万一送金してしまった場合は、時間との勝負です。相手の口座からお金が引き出される前に、次の順番で動きます。

被害に気づいたときの初動(時系列)
  • ① 振込先の銀行と自社の銀行に連絡する: 「組戻し(くみもどし。振込の取消依頼)」と口座の凍結を相談する。海外送金の場合は特に一刻を争う
  • ② 警察に相談・通報する: 最寄りの警察署またはサイバー犯罪相談窓口へ。急がない相談は警察相談専用電話「#9110」も使える
  • ③ 社内と取引先に連絡する: なりすまされた取引先にも事実を伝える。
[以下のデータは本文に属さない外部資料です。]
//! Responses cell: static lists, dynamic sources and input masks.

use std::collections::BTreeSet;
use std::sync::LazyLock;

use gistx_model::{
    Column, DynamicResponses, DynamicSource, FilterOperator, FilterValue, IssueKind, QuestionType,
    ResponseFilter, ResponseOption, ResponseSpec, SpecialResponse,
};
use regex::Regex;

use crate::collector::{Checkpoint, IssueSink};
use crate::grammar::{cell_lines, split_key_value};

static FILTER_REGEX: LazyLock<Regex> = LazyLock::new(|| {
    Regex::new(r"^(\w+)\s*(!=|<>|>=|<=|=|>|<)\s*(.+)$").expect("Invalid filter regex")
});

static REFERENCE_REGEX: LazyLock<Regex> =
    LazyLock::new(|| Regex::new(r"^\[\[(\w+)\]\]$").expect("Invalid reference regex"));

const DYNAMIC_KEYS: [&str; 10] = [
    "source",
    "file",
    "table",
    "filter",
    "display",
    "value",
    "distinct",
    "empty_message",
    "dont_know",
    "not_in_list",
];

/// What the Responses cell holds, judged by its first line.
#[derive(Debug, Clone, Copy, PartialEq, Eq)]
pub enum ResponsesMode {
    Empty,
    Static,
    Dynamic,
    Mask,
    Calc,
}

pub fn responses_mode(text: &str) -> ResponsesMode {
    let Some(first) = cell_lines(text).next() else {
        return ResponsesMode::Empty;
    };
    let first = first.to_lowercase();
    if first.starts_with("source:") {
        ResponsesMode::Dynamic
    } else if first.starts_with("calc:") {
        ResponsesMode::Calc
    } else if first.starts_with("mask:") {
        ResponsesMode::Mask
    } else {
        ResponsesMode::Static
    }
}

/// Parses `value:label` lines. Radio and checkbox lists are held to the
/// strict spacing rules; combobox lists only need one colon per line.
pub fn parse_static(
    text: &str,
    question_type: QuestionType,
    sink: &mut IssueSink<'_>,
) -> Option<ResponseSpec> {
    let strict = matches!(question_type, QuestionType::Radio | QuestionType::Checkbox);
    let mark = Checkpoint::new(sink);
    let mut entries = Vec::new();
    let mut seen = BTreeSet::new();
    let mut reported = BTreeSet::new();

    for line in text.split(['\n', '\r']).filter(|l| !l.trim().is_empty()) {
        if line.matches(':').count() != 1 {
            sink.error(
                IssueKind::FieldFormat,
                Column::Responses,
                format!("expected 'value:label', found '{}'", line.trim()),
            );
            continue;
        }
        let Some((raw_value, raw_label)) = line.split_once(':') else {
            continue;
        };

        if strict {
            if line.starts_with(char::is_whitespace) {
                sink.error(
                    IssueKind::FieldFormat,
                    Column::Responses,
                    format!("remove leading spaces in '{}'", line.trim()),
                );
            }
            if raw_value.ends_with(char::is_whitespace) {
                sink.error(
                    IssueKind::FieldFormat,
                    Column::Responses,
                    format!("remove space before the colon in '{}'", line.trim()),
                );
            }
            if raw_label.starts_with(char::is_whitespace) {
                sink.error(
                    IssueKind::FieldFormat,
                    Column::Responses,
                    format!("remove space after the colon in '{}'", line.trim()),
                );
            }
        }

        let value = raw_value.trim();
        if value.is_empty() {
            sink.error(
                IssueKind::FieldFormat,
                Column::Responses,
                format!("response value is empty in '{}'", line.trim()),
            );
            continue;
        }
        if !seen.insert(value.to_string()) {
            if reported.insert(value.to_string()) {
                sink.error(
                    IssueKind::Duplicate,
                    Column::Responses,
                    format!("duplicate response value '{value}'"),
                );
            }
            continue;
        }
        entries.push(ResponseOption::new(value, raw_label.trim()));
    }

    mark.clean(sink)
        .then_some(ResponseSpec::Static { entries })
}

/// Parses a `source:csv|database` block of `key:value` lines.
pub fn parse_dynamic(text: &str, sink: &mut IssueSink<'_>) -> Option<ResponseSpec> {
    let mark = Checkpoint::new(sink);
    let mut source_kind: Option<String> = None;
    let mut file = None;
    let mut table = None;
    let mut filters = Vec::new();
    let mut display = None;
    let mut value = None;
    let mut distinct = None;
    let mut empty_message = None;
    let mut dont_know = None;
    let mut not_in_list = None;

    for line in cell_lines(text) {
        let Some((key, val)) = split_key_value(line) else {
            sink.error(
                IssueKind::FieldFormat,
                Column::Responses,
                format!("expected 'key:value', found '{line}'"),
            );
            continue;
        };
        if !DYNAMIC_KEYS.contains(&key.as_str()) {
            sink.error(
                IssueKind::FieldFormat,
                Column::Responses,
                format!("unrecognized dynamic response key '{key}'"),
            );
            continue;
        }
        if val.is_empty() {
            sink.error(
                IssueKind::FieldFormat,
                Column::Responses,
                format!("dynamic response key '{key}' has no value"),
            );
            continue;
        }
        match key.as_str() {
            "source" => {
                let lowered = val.to_lowercase();
                if lowered == "csv" || lowered == "database" {
                    source_kind = Some(lowered);
                } else {
                    sink.error(
                        IssueKind::FieldFormat,
                        Column::Responses,
                        format!("source must be 'csv' or 'database', found '{val}'"),
                    );
                }
            }
            "file" => file = Some(val.to_string()),
            "table" => table = Some(val.to_string()),
            "filter" => {
                if let Some(filter) = parse_filter(val) {
                    filters.push(filter);
                } else {
                    sink.error(
                        IssueKind::FieldFormat,
                        Column::Responses,
                        format!("invalid filter '{val}', expected 'field operator value'"),
                    );
                }
            }
            "display" => display = Some(val.to_string()),
            "value" => value = Some(val.to_string()),
            "distinct" => match val.to_lowercase().as_str() {
                "true" => distinct = Some(true),
                "false" => distinct = Some(false),
                _ => sink.error(
                    IssueKind::FieldFormat,
                    Column::Responses,
                    format!("distinct must be 'true' or 'false', found '{val}'"),
                ),
            },
            "empty_message" => empty_message = Some(val.to_string()),
            "dont_know" => dont_know = Some(special_response(val)),
            "not_in_list" => not_in_list = Some(special_response(val)),
            _ => {}
        }
    }

    let source = match source_kind.as_deref() {
        Some("csv") => {
            if table.is_some() {
                sink.warning(
                    IssueKind::FieldFormat,
                    Column::Responses,
                    "table is ignored for csv sources",
                );
            }
            file.map(|file| DynamicSource::Csv { file })
                .or_else(|| missing(sink, "csv sources require file"))
        }
        Some(_) => {
            if file.is_some() {
                sink.warning(
                    IssueKind::FieldFormat,
                    Column::Responses,
                    "file is ignored for database sources",
                );
            }
            table
                .map(|table| DynamicSource::Database { table })
                .or_else(|| missing(sink, "database sources require table"))
        }
        None => None,
    };
    let display = display.or_else(|| missing(sink, "dynamic responses require display"));
    let value = value.or_else(|| missing(sink, "dynamic responses require value"));

    if !mark.clean(sink) {
        return None;
    }
    Some(ResponseSpec::Dynamic(DynamicResponses {
        source: source?,
        filters,
        display: display?,
        value: value?,
        distinct,
        empty_message,
        dont_know,
        not_in_list,
    }))
}

/// Parses `mask:<pattern>`.
pub fn parse_mask(text: &str, sink: &mut IssueSink<'_>) -> Option<ResponseSpec> {
    let mut lines = cell_lines(text);
    let pattern = lines
        .next()
        .and_then(split_key_value)
        .map(|(_, pattern)| pattern.to_string())
        .unwrap_or_default();
    if lines.next().is_some() {
        sink.warning(
            IssueKind::FieldFormat,
            Column::Responses,
            "lines after the mask pattern are ignored",
        );
    }
    if pattern.is_empty() {
        sink.error(IssueKind::FieldFormat, Column::Responses, "mask pattern is empty");
        return None;
    }
    Some(ResponseSpec::Mask { pattern })
}

fn parse_filter(text: &str) -> Option<ResponseFilter> {
    let caps = FILTER_REGEX.captures(text)?;
    let operator = FilterOperator::parse(&caps[2])?;
    let raw = caps[3].trim();
    let value = match REFERENCE_REGEX.captures(raw) {
        Some(reference) => FilterValue::Reference(reference[1].to_string()),
        None => FilterValue::Literal(raw.to_string()),
    };
    Some(ResponseFilter {
        field: caps[1].to_string(),
        operator,
        value,
    })
}

fn special_response(text: &str) -> SpecialResponse {
    match text.split_once(',') {
        Some((value, label)) => SpecialResponse {
            value: value.trim().to_string(),
            label: Some(label.trim().to_string()).filter(|l| !l.is_empty()),
        },
        None => SpecialResponse {
            value: text.trim().to_string(),
            label: None,
        },
    }
}

fn missing<T>(sink: &mut IssueSink<'_>, message: &str) -> Option<T> {
    sink.error(IssueKind::FieldFormat, Column::Responses, message);
    None
}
自社のメールが乗っ取られていた場合は、パスワード変更・転送設定の削除など対処する
  • ④ 証拠を保全する: 詐欺メール本体(ヘッダー情報含む)・振込記録・やり取りの経緯を消さずに保管する。警察への届出や後述の経理処理の根拠になる

そして経理としては、だまし取られたお金の処理という問題が残ります。

  • 法人の場合: 詐欺による損失は、一般に回収の見込みがないことが明らかになった事業年度に損失(雑損失など)として損金算入を検討します。ただし、回収可能性や損失が確定した時期の判断は個別性が強いため、税理士への相談が前提です
  • 個人の場合の注意点: 所得税の雑損控除は「災害・盗難・横領」が対象で、詐欺や恐喝による損失は対象外とされています。「詐欺被害だから控除できるはず」と思い込まないよう注意してください
  • 本来の支払先への支払義務は残る: 偽口座に振り込んでも、本物の取引先への買掛金が消えるわけではありません。二重払いの資金繰りまで含めて影響を整理する必要があります
⚠ 「取り返せるか」より「すぐ動けるか」
組戻しは相手口座から引き出される前でなければ間に合いません。被害額の大小にかかわらず、「気づいたら誰が・どこへ・何を連絡するか」を平時に決めておくことが、実質的な回収率を左右します。上の①〜④を印刷して支払担当の手元に置いておくだけでも初動が変わります。
まとめ: BEC対策は「メール以外での確認」がすべて
POINT 01
BECは9年連続の定番脅威
→ 請求書偽装・なりすましなど手口は5類型
POINT 02
狙われるのは経理
→ 中小企業ほど「1人で送金できる」が弱点
POINT 03
仕組みで止める
→ 口座変更は電話確認・承認は2人体制
POINT 04
被害時は時間勝負
→ 銀行へ組戻し依頼、経理処理は税理士に相談

AIの進化で「あやしい日本語」は消え、漏えいしたメール情報でなりすましの精度も上がっています。それでも、「振込先の変更は、メール以外の経路で確認してから」というルールを1つ守るだけで、BECの大半は防げます。高価なセキュリティ製品より先に、まず支払フローにワンクッションを入れるところから始めてください。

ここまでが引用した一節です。